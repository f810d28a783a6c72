//! API error types and responses

use axum::{
    http::StatusCode,
    response::{IntoResponse, Response},
    Json,
};
use jobboard_bridge::BridgeError;
use serde::Serialize;
use thiserror::Error;

use crate::session::SessionError;

/// API error type
#[derive(Error, Debug)]
pub enum ApiError {
    #[error("Invalid request: {0}")]
    BadRequest(String),

    #[error("Sign-in refused: {0}")]
    SignInRefused(String),

    #[error("Session unavailable: {0}")]
    SessionUnavailable(String),

    #[error("Internal error: {0}")]
    Internal(String),
}

/// API error response body
#[derive(Serialize)]
pub struct ErrorResponse {
    pub error: String,
    pub code: String,
}

impl IntoResponse for ApiError {
    fn into_response(self) -> Response {
        let (status, code, message) = match &self {
            ApiError::BadRequest(msg) => (StatusCode::BAD_REQUEST, "BAD_REQUEST", msg.clone()),
            ApiError::SignInRefused(msg) => (StatusCode::FORBIDDEN, "SIGN_IN_REFUSED", msg.clone()),
            ApiError::SessionUnavailable(msg) => (
                StatusCode::SERVICE_UNAVAILABLE,
                "SESSION_UNAVAILABLE",
                msg.clone(),
            ),
            ApiError::Internal(msg) => (
                StatusCode::INTERNAL_SERVER_ERROR,
                "INTERNAL_ERROR",
                msg.clone(),
            ),
        };

        let body = ErrorResponse {
            error: message,
            code: code.to_string(),
        };

        (status, Json(body)).into_response()
    }
}

impl From<BridgeError> for ApiError {
    fn from(err: BridgeError) -> Self {
        match err {
            BridgeError::InvalidProfile(msg) => ApiError::BadRequest(msg),
            BridgeError::UnknownProvider(p) => ApiError::BadRequest(format!("Unknown provider: {}", p)),
            other => ApiError::SignInRefused(other.to_string()),
        }
    }
}

impl From<SessionError> for ApiError {
    fn from(err: SessionError) -> Self {
        match err {
            SessionError::Refresh(e) => ApiError::SessionUnavailable(e.to_string()),
            other => ApiError::Internal(other.to_string()),
        }
    }
}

### WORK TASK
Note which lines carry the word "SignInRefused" in the material, then copy each of them.

### OUTPUT OF THE EXERCISE
    SignInRefused(String),
            ApiError::SignInRefused(msg) => (StatusCode::FORBIDDEN, "SIGN_IN_REFUSED", msg.clone()),
            other => ApiError::SignInRefused(other.to_string()),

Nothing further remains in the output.